I’ll be the first to say that crafting a 35-word pitch used to be such a daunting task — it seemed nearly impossible to me. Then I entered Pitch Slam and Pitch Madness. Thanks to what I’ve learned from these wonderful contests, something clicked. I’m still not perfect at writing pitches, but now, I actually find it fun.
Now, I like to create pitches for WIPs. I’ve already created a pitch for my WF thriller — complete with comp titles, another thing I’ve really struggled with!
And speaking of areas of difficulty…enter the beat sheet. I probably should be embarrassed to admit that I’m just now discovering them. But the truth is, I am way too excited to be embarrassed. It’s not that I hadn’t heard of them before. “Save the Cat” came up at the first conference I attended last summer. At that point, though, my first manuscript was largely finished, so I filed it under “helpful things for later.”
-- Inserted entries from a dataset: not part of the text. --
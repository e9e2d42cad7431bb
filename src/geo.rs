//! Fixed-point coordinates and great-circle math.
//!
//! Coordinates are stored as micro-degrees in `i32`; equality is bitwise.
//! All distances are meters, all bearings are degrees clockwise from north.

use serde::{Deserialize, Serialize};

/// Fixed-point scaling factor: 1e6 micro-degrees per degree.
pub const COORDINATE_PRECISION: f64 = 1e6;

const EARTH_RADIUS_M: f64 = 6_372_797.560856;

/// A WGS84 location in fixed-point micro-degrees.
#[derive(Debug, Clone, Copy, PartialEq, Eq, Hash, Default, Serialize, Deserialize)]
pub struct Coordinate {
    pub lon: i32,
    pub lat: i32,
}

impl Coordinate {
    pub const INVALID: Coordinate = Coordinate {
        lon: i32::MIN,
        lat: i32::MIN,
    };

    pub fn new(lon: i32, lat: i32) -> Self {
        Self { lon, lat }
    }

    pub fn from_degrees(lon: f64, lat: f64) -> Self {
        Self {
            lon: (lon * COORDINATE_PRECISION).round() as i32,
            lat: (lat * COORDINATE_PRECISION).round() as i32,
        }
    }

    pub fn lon_degrees(&self) -> f64 {
        self.lon as f64 / COORDINATE_PRECISION
    }

    pub fn lat_degrees(&self) -> f64 {
        self.lat as f64 / COORDINATE_PRECISION
    }

    pub fn is_valid(&self) -> bool {
        self.lat.abs() <= 90_000_000 && self.lon.abs() <= 180_000_000
    }
}

/// Great-circle distance in meters.
pub fn haversine_distance(a: Coordinate, b: Coordinate) -> f64 {
    let lat1 = a.lat_degrees().to_radians();
    let lat2 = b.lat_degrees().to_radians();
    let dlat = (b.lat_degrees() - a.lat_degrees()).to_radians();
    let dlon = (b.lon_degrees() - a.lon_degrees()).to_radians();

    let h = (dlat / 2.0).sin().powi(2) + lat1.cos() * lat2.cos() * (dlon / 2.0).sin().powi(2);
    2.0 * EARTH_RADIUS_M * h.sqrt().atan2((1.0 - h).sqrt())
}

/// Initial bearing from `from` to `to` in degrees [0, 360).
pub fn bearing(from: Coordinate, to: Coordinate) -> f64 {
    let lat1 = from.lat_degrees().to_radians();
    let lat2 = to.lat_degrees().to_radians();
    let dlon = (to.lon_degrees() - from.lon_degrees()).to_radians();

    let y = dlon.sin() * lat2.cos();
    let x = lat1.cos() * lat2.sin() - lat1.sin() * lat2.cos() * dlon.cos();
    let deg = y.atan2(x).to_degrees();
    (deg + 360.0) % 360.0
}

/// The bearing of the same segment traversed in the opposite direction.
pub fn reverse_bearing(b: f64) -> f64 {
    (b + 180.0) % 360.0
}

/// Absolute deviation between two angles, in [0, 180].
pub fn angular_deviation(a: f64, b: f64) -> f64 {
    let d = (a - b).abs() % 360.0;
    d.min(360.0 - d)
}

/// Turn angle on the normal turn circle given entry and exit bearings.
///
/// 180 is straight ahead, < 180 turns right, > 180 turns left, 0/360 is a
/// full reversal.
pub fn turn_angle(entry_bearing: f64, exit_bearing: f64) -> f64 {
    let offset = 360.0 - entry_bearing;
    let rotated_exit = {
        let b = exit_bearing + offset;
        if b > 360.0 {
            b - 360.0
        } else {
            b
        }
    };
    let angle = 540.0 - rotated_exit;
    if angle >= 360.0 {
        angle - 360.0
    } else {
        angle
    }
}

/// Angle at `via` formed by `first -> via -> third`, in [0, 360).
/// 180 means the three points are collinear (going straight).
pub fn compute_angle(first: Coordinate, via: Coordinate, third: Coordinate) -> f64 {
    turn_angle(reverse_bearing(bearing(via, first)), bearing(via, third))
}

/// Perpendicular projection of `point` onto the segment `a -> b`.
///
/// Returns the clamped ratio along the segment and the projected location.
/// Uses an equirectangular local approximation, which is accurate at segment
/// scale.
pub fn project_onto_segment(a: Coordinate, b: Coordinate, point: Coordinate) -> (f64, Coordinate) {
    let lat_scale = point.lat_degrees().to_radians().cos();

    let ax = a.lon_degrees() * lat_scale;
    let ay = a.lat_degrees();
    let bx = b.lon_degrees() * lat_scale;
    let by = b.lat_degrees();
    let px = point.lon_degrees() * lat_scale;
    let py = point.lat_degrees();

    let dx = bx - ax;
    let dy = by - ay;
    let len2 = dx * dx + dy * dy;

    let ratio = if len2 > 0.0 {
        (((px - ax) * dx + (py - ay) * dy) / len2).clamp(0.0, 1.0)
    } else {
        0.0
    };

    let lon = a.lon_degrees() + (b.lon_degrees() - a.lon_degrees()) * ratio;
    let lat = ay + dy * ratio;
    (ratio, Coordinate::from_degrees(lon, lat))
}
Well, later turned out to be about a week ago. I found a nice template online and decided to fill one out for my finished manuscript. It was so cool to see what fit where. I can see how it’ll be a helpful tool if and when I need to revise again (which of course I’ll inevitably have to, at least to some degree).
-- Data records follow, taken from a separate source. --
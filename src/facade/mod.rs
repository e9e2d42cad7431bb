//! Read-only views over the persisted tables.
//!
//! `DataFacade` is the capability the router and guidance consume; the
//! private in-process implementation owns its tables, the shared variant
//! swaps whole snapshots between queries.

pub mod internal;
pub mod shared;

pub use internal::InternalDataFacade;
pub use shared::SharedDataFacade;

use crate::extractor::edge_expander::TurnData;
use crate::extractor::guidance::lanes::LaneDescription;
use crate::formats::ebg_file::ComponentInfo;
use crate::geo::Coordinate;
use crate::profile::ProfileProperties;
use crate::router::phantom::PhantomCandidate;
use crate::router::query_graph::QueryGraph;
use crate::types::{
    EdgeId, EdgeWeight, GeometryId, NameId, NodeId, OsmNodeId, TravelMode,
};

/// Snapping options for phantom resolution.
#[derive(Debug, Clone, Copy, Default)]
pub struct NearestOptions {
    /// Keep a candidate only if the segment bearing (or its reverse) lies
    /// within `bearing ± range` degrees.
    pub bearing: Option<(u16, u16)>,
    /// Maximum snap distance in meters.
    pub max_distance: Option<f64>,
    /// Restrict snapping to ways flagged as startpoints.
    pub startpoints_only: bool,
}

/// Uniform read-only view over the persisted tables.
pub trait DataFacade: Send + Sync {
    // graph adjacency
    fn query_graph(&self) -> &QueryGraph;

    // edge-based node data
    fn edge_based_node_count(&self) -> u32;
    fn name_id(&self, node: NodeId) -> NameId;
    fn travel_mode(&self, node: NodeId) -> TravelMode;
    fn node_weight(&self, node: NodeId) -> EdgeWeight;
    fn geometry_id(&self, node: NodeId) -> GeometryId;
    fn component(&self, node: NodeId) -> ComponentInfo;

    // turn data by original edge id
    fn turn_data(&self, edge: EdgeId) -> &TurnData;

    // name table, four strings per id
    fn name(&self, id: NameId) -> &str;
    fn reference(&self, id: NameId) -> &str;
    fn pronunciation(&self, id: NameId) -> &str;
    fn destinations(&self, id: NameId) -> &str;

    // geometry
    fn geometry_nodes(&self, id: GeometryId) -> &[NodeId];
    fn geometry_cumulative_weights(&self, id: GeometryId) -> &[EdgeWeight];
    fn node_coordinate(&self, node: NodeId) -> Coordinate;
    fn osm_node_id(&self, node: NodeId) -> OsmNodeId;

    // guidance side tables
    fn lane_description(&self, id: u32) -> Option<&LaneDescription>;
    fn bearing_class(&self, id: u32) -> &[u16];
    fn entry_class(&self, id: u32) -> u32;

    // spatial
    fn nearest_phantoms(
        &self,
        coordinate: Coordinate,
        count: usize,
        options: &NearestOptions,
    ) -> Vec<PhantomCandidate>;
    /// Nearest candidate plus, when the nearest sits on a tiny component,
    /// the nearest candidate on a big one.
    fn nearest_with_alternative(
        &self,
        coordinate: Coordinate,
        options: &NearestOptions,
    ) -> Option<(PhantomCandidate, Option<PhantomCandidate>)>;

    // cache validation
    fn properties(&self) -> &ProfileProperties;
    fn data_timestamp(&self) -> &str;
    fn data_checksum(&self) -> u32;
}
So then I thought, why stop there? Within about a half hour, I had completed beat sheets for three WIPs: the manuscript that I’ve completed a first draft of (a sequel to the manuscript I’m querying); one for that women’s fiction thriller I recently started; and one for a YA with magical realism I started previously and have picked back up again.
Suddenly, I had road maps for all of these stories floating around in my brain. I do want to be careful not to plot things out too strictly — I’m a panster by nature, after all. But I’m continuously seeing the value of a certain amount of plotting.
Overall, it’s a great feeling to see improvement in those tough areas. And believe me, there are plenty of other such areas…comps, as I mentioned. Knowing when to revise — and sorting through conflicting feedback — is another. So is maintaining this blog.
But I’m working on not letting those things overwhelm me. Instead, I’m focusing on those moments when something clicks and becomes easier — like pitches, or beat sheets. I’m working on celebrating my successes, however small they may be, one step at a time.
What aspects of the writing process do you struggle with?